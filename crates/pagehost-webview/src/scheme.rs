//! Custom URL scheme registry.
//!
//! Pages load their assets from a custom `scheme://host/` origin that is
//! answered from bundled resources instead of the network. A single
//! [`SchemeRegistry`] is shared by every host in the process; registration
//! is idempotent per `(scheme, host)` pair and reference counted, so several
//! hosts can share one handler and the handler goes away with the last one.

use std::collections::HashMap;
use std::sync::{Arc, Mutex, MutexGuard, PoisonError};

use pagehost_common::SchemeError;
use pagehost_config::validation::{is_valid_host, is_valid_scheme};
use tracing::{debug, warn};

/// A resource served for a custom scheme request.
#[derive(Debug, Clone, PartialEq, Eq)]
pub struct Asset {
    pub mime: String,
    pub data: Vec<u8>,
}

impl Asset {
    pub fn new(mime: impl Into<String>, data: impl Into<Vec<u8>>) -> Self {
        Self {
            mime: mime.into(),
            data: data.into(),
        }
    }
}

/// Resolves request paths of a custom scheme to bundled resources.
pub trait SchemeHandler: Send + Sync {
    /// Serve `path` (relative, no leading slash, no query). `None` means 404.
    fn serve(&self, path: &str) -> Option<Asset>;
}

/// A request URI split into its scheme, host and path.
#[derive(Debug, Clone, PartialEq, Eq)]
pub struct SchemeUri {
    pub scheme: String,
    pub host: String,
    pub path: String,
}

/// Parse `scheme://host/path?query#fragment`.
///
/// WebView2 exposes custom schemes as `http://<scheme>.<host>/...`; that form
/// is mapped back to the custom scheme.
pub fn parse_scheme_uri(uri: &str) -> Option<SchemeUri> {
    let (scheme, rest) = uri.split_once("://")?;
    if scheme.is_empty() {
        return None;
    }
    let rest = rest.split(['?', '#']).next().unwrap_or_default();
    let (host, path) = rest.split_once('/').unwrap_or((rest, ""));

    let scheme = scheme.to_ascii_lowercase();
    let host = host.to_ascii_lowercase();

    if scheme == "http" || scheme == "https" {
        if let Some((custom, real_host)) = host.split_once('.') {
            return Some(SchemeUri {
                scheme: custom.to_string(),
                host: real_host.to_string(),
                path: path.to_string(),
            });
        }
    }

    Some(SchemeUri {
        scheme,
        host,
        path: path.to_string(),
    })
}

/// Response to a custom scheme request, independent of the webview backend.
#[derive(Debug, Clone, PartialEq, Eq)]
pub struct SchemeResponse {
    pub status: u16,
    pub mime: String,
    pub body: Vec<u8>,
    /// Value for `Access-Control-Allow-Origin`, when the request resolved.
    pub origin: Option<String>,
}

impl SchemeResponse {
    fn ok(asset: Asset, origin: String) -> Self {
        Self {
            status: 200,
            mime: asset.mime,
            body: asset.data,
            origin: Some(origin),
        }
    }

    fn error(status: u16, message: &str) -> Self {
        Self {
            status,
            mime: "text/plain".into(),
            body: message.as_bytes().to_vec(),
            origin: None,
        }
    }
}

type SchemeKey = (String, String);

struct Entry {
    handler: Arc<dyn SchemeHandler>,
    refs: usize,
}

#[derive(Default)]
struct RegistryState {
    entries: HashMap<SchemeKey, Entry>,
    registrations: usize,
}

/// Process-wide table of custom scheme handlers.
///
/// Cloning is cheap; clones share the same table. The webview's protocol
/// callback holds a clone and looks handlers up per request, so a handler
/// only has to be registered before the page is loaded, not before the
/// webview is built.
#[derive(Clone, Default)]
pub struct SchemeRegistry {
    inner: Arc<Mutex<RegistryState>>,
}

impl SchemeRegistry {
    pub fn new() -> Self {
        Self::default()
    }

    fn state(&self) -> MutexGuard<'_, RegistryState> {
        self.inner.lock().unwrap_or_else(PoisonError::into_inner)
    }

    /// Register `handler` for `scheme://host/`.
    ///
    /// If the pair is already registered the existing handler is kept and
    /// its reference count is incremented. The returned guard releases the
    /// reference when dropped.
    pub fn register(
        &self,
        scheme: &str,
        host: &str,
        handler: Arc<dyn SchemeHandler>,
    ) -> Result<SchemeRegistration, SchemeError> {
        let scheme = scheme.to_ascii_lowercase();
        let host = host.to_ascii_lowercase();
        if !is_valid_scheme(&scheme) {
            return Err(SchemeError::InvalidScheme(scheme));
        }
        if !is_valid_host(&host) {
            return Err(SchemeError::InvalidHost(host));
        }

        let key = (scheme, host);
        let mut state = self.state();
        state.registrations += 1;
        match state.entries.get_mut(&key) {
            Some(entry) => {
                entry.refs += 1;
                debug!(
                    scheme = %key.0,
                    host = %key.1,
                    refs = entry.refs,
                    "scheme already registered, keeping existing handler"
                );
            }
            None => {
                debug!(scheme = %key.0, host = %key.1, "scheme handler registered");
                state.entries.insert(key.clone(), Entry { handler, refs: 1 });
            }
        }
        drop(state);

        Ok(SchemeRegistration {
            registry: self.clone(),
            key: Some(key),
        })
    }

    fn release(&self, key: &SchemeKey) {
        let mut state = self.state();
        let remove = match state.entries.get_mut(key) {
            Some(entry) => {
                entry.refs = entry.refs.saturating_sub(1);
                entry.refs == 0
            }
            None => false,
        };
        if remove {
            state.entries.remove(key);
            debug!(scheme = %key.0, host = %key.1, "scheme handler removed");
        }
    }

    pub fn is_registered(&self, scheme: &str, host: &str) -> bool {
        self.ref_count(scheme, host) > 0
    }

    /// Live references held on `scheme://host/`.
    pub fn ref_count(&self, scheme: &str, host: &str) -> usize {
        let key = (scheme.to_ascii_lowercase(), host.to_ascii_lowercase());
        self.state().entries.get(&key).map_or(0, |e| e.refs)
    }

    /// Total successful `register` calls over the registry's lifetime.
    pub fn registrations(&self) -> usize {
        self.state().registrations
    }

    /// Answer a request URI from the registered handlers.
    pub fn respond(&self, uri: &str) -> SchemeResponse {
        let Some(parsed) = parse_scheme_uri(uri) else {
            warn!(uri, "custom protocol: malformed request URI");
            return SchemeResponse::error(400, "Bad Request");
        };

        let handler = self
            .state()
            .entries
            .get(&(parsed.scheme.clone(), parsed.host.clone()))
            .map(|e| Arc::clone(&e.handler));

        let Some(handler) = handler else {
            warn!(
                scheme = %parsed.scheme,
                host = %parsed.host,
                "custom protocol: no handler registered"
            );
            return SchemeResponse::error(404, "Not Found");
        };

        match handler.serve(&parsed.path) {
            Some(asset) => {
                let origin = format!("{}://{}", parsed.scheme, parsed.host);
                SchemeResponse::ok(asset, origin)
            }
            None => {
                warn!(path = %parsed.path, "custom protocol: asset not found");
                SchemeResponse::error(404, "Not Found")
            }
        }
    }
}

/// Guard for one reference on a scheme registration.
#[must_use = "dropping the registration releases the scheme handler"]
pub struct SchemeRegistration {
    registry: SchemeRegistry,
    key: Option<SchemeKey>,
}

impl SchemeRegistration {
    pub fn scheme(&self) -> &str {
        self.key.as_ref().map_or("", |k| k.0.as_str())
    }

    pub fn host(&self) -> &str {
        self.key.as_ref().map_or("", |k| k.1.as_str())
    }

    /// Release the reference now instead of at drop.
    pub fn release(mut self) {
        self.release_inner();
    }

    fn release_inner(&mut self) {
        if let Some(key) = self.key.take() {
            self.registry.release(&key);
        }
    }
}

impl Drop for SchemeRegistration {
    fn drop(&mut self) {
        self.release_inner();
    }
}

- - - -

> [Task details]:
Only the lines from the beginning of the data above through the line containing "use std::collections::HashMap;" should be repeated, exactly as they appear.

> [Task response]:
filename crates/pagehost-webview/src/scheme.rs
//! Custom URL scheme registry.
//!
//! Pages load their assets from a custom `scheme://host/` origin that is
//! answered from bundled resources instead of the network. A single
//! [`SchemeRegistry`] is shared by every host in the process; registration
//! is idempotent per `(scheme, host)` pair and reference counted, so several
//! hosts can share one handler and the handler goes away with the last one.

use std::collections::HashMap;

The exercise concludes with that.